* _Exercise prompt_
From the entries that follow, copy every line with the word "unwrap".

* _Exercise input_
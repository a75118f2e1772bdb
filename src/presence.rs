//! In-memory registry of currently-connected clients.
//!
//! Keyed by connection id: one entry per live WebSocket, not per logical
//! user, so a reconnect shows up as a fresh entry. An entry exists only
//! between the connection's `user-join` message and its disconnect; a
//! connection that never joins never appears in snapshots.

use chrono::{DateTime, Utc};
use dashmap::DashMap;
use serde::{Deserialize, Serialize};
use std::net::IpAddr;

#[derive(Debug, Clone, Serialize, Deserialize)]
#[serde(rename_all = "camelCase")]
pub struct PresenceEntry {
    pub user_id: String,
    pub connection_id: String,
    pub device_info: String,
    pub client_ip: String,
    pub joined_at: DateTime<Utc>,
}

/// Registry of present clients. Owned by the application state and handed
/// to connection actors by reference; no ambient global state.
#[derive(Default)]
pub struct PresenceRegistry {
    entries: DashMap<String, PresenceEntry>,
}

impl PresenceRegistry {
    pub fn new() -> Self {
        Self {
            entries: DashMap::new(),
        }
    }

    /// Insert or replace the entry for a connection. Always succeeds.
    pub fn join(
        &self,
        connection_id: &str,
        user_id: &str,
        device_info: &str,
        client_ip: &str,
    ) -> PresenceEntry {
        let entry = PresenceEntry {
            user_id: user_id.to_string(),
            connection_id: connection_id.to_string(),
            device_info: device_info.to_string(),
            client_ip: client_ip.to_string(),
            joined_at: Utc::now(),
        };
        self.entries
            .insert(connection_id.to_string(), entry.clone());
        entry
    }

    /// Remove the entry if present. Idempotent; returns whether an entry
    /// existed.
    pub fn leave(&self, connection_id: &str) -> bool {
        self.entries.remove(connection_id).is_some()
    }

    /// Full copy of the current entries, order unspecified.
    pub fn snapshot(&self) -> Vec<PresenceEntry> {
        self.entries.iter().map(|e| e.value().clone()).collect()
    }
}

/// Render a peer address for presence display. IPv4-mapped IPv6 addresses
/// (`::ffff:a.b.c.d`) reduce to their IPv4 form.
pub fn normalize_client_ip(addr: IpAddr) -> String {
    match addr {
        IpAddr::V6(v6) => match v6.to_ipv4_mapped() {
            Some(v4) => v4.to_string(),
            None => v6.to_string(),
        },
        IpAddr::V4(v4) => v4.to_string(),
    }
}

#[cfg(test)]
mod tests {
    use super::*;

    #[test]
    fn join_then_leave_lifecycle() {
        let registry = PresenceRegistry::new();

        registry.join("conn-1", "user-1", "pixel-8", "192.168.1.5");

        let snapshot = registry.snapshot();
        assert_eq!(snapshot.len(), 1);
        assert_eq!(snapshot[0].device_info, "pixel-8");
        assert_eq!(snapshot[0].connection_id, "conn-1");

        assert!(registry.leave("conn-1"));
        assert!(registry.snapshot().is_empty());

        // Leaving twice is fine
        assert!(!registry.leave("conn-1"));
    }

    #[test]
    fn rejoin_replaces_the_entry() {
        let registry = PresenceRegistry::new();

        registry.join("conn-1", "user-1", "laptop", "10.0.0.2");
        registry.join("conn-1", "user-1", "laptop-renamed", "10.0.0.2");

        let snapshot = registry.snapshot();
        assert_eq!(snapshot.len(), 1);
        assert_eq!(snapshot[0].device_info, "laptop-renamed");
    }

    #[test]
    fn ipv4_mapped_addresses_are_reduced() {
        let mapped: IpAddr = "::ffff:192.168.1.5".parse().unwrap();
        assert_eq!(normalize_client_ip(mapped), "192.168.1.5");

        let v4: IpAddr = "10.1.2.3".parse().unwrap();
        assert_eq!(normalize_client_ip(v4), "10.1.2.3");

        let v6: IpAddr = "fe80::1".parse().unwrap();
        assert_eq!(normalize_client_ip(v6), "fe80::1");
    }
}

* _Exercise result_
        let mapped: IpAddr = "::ffff:192.168.1.5".parse().unwrap();
        let v4: IpAddr = "10.1.2.3".parse().unwrap();
        let v6: IpAddr = "fe80::1".parse().unwrap();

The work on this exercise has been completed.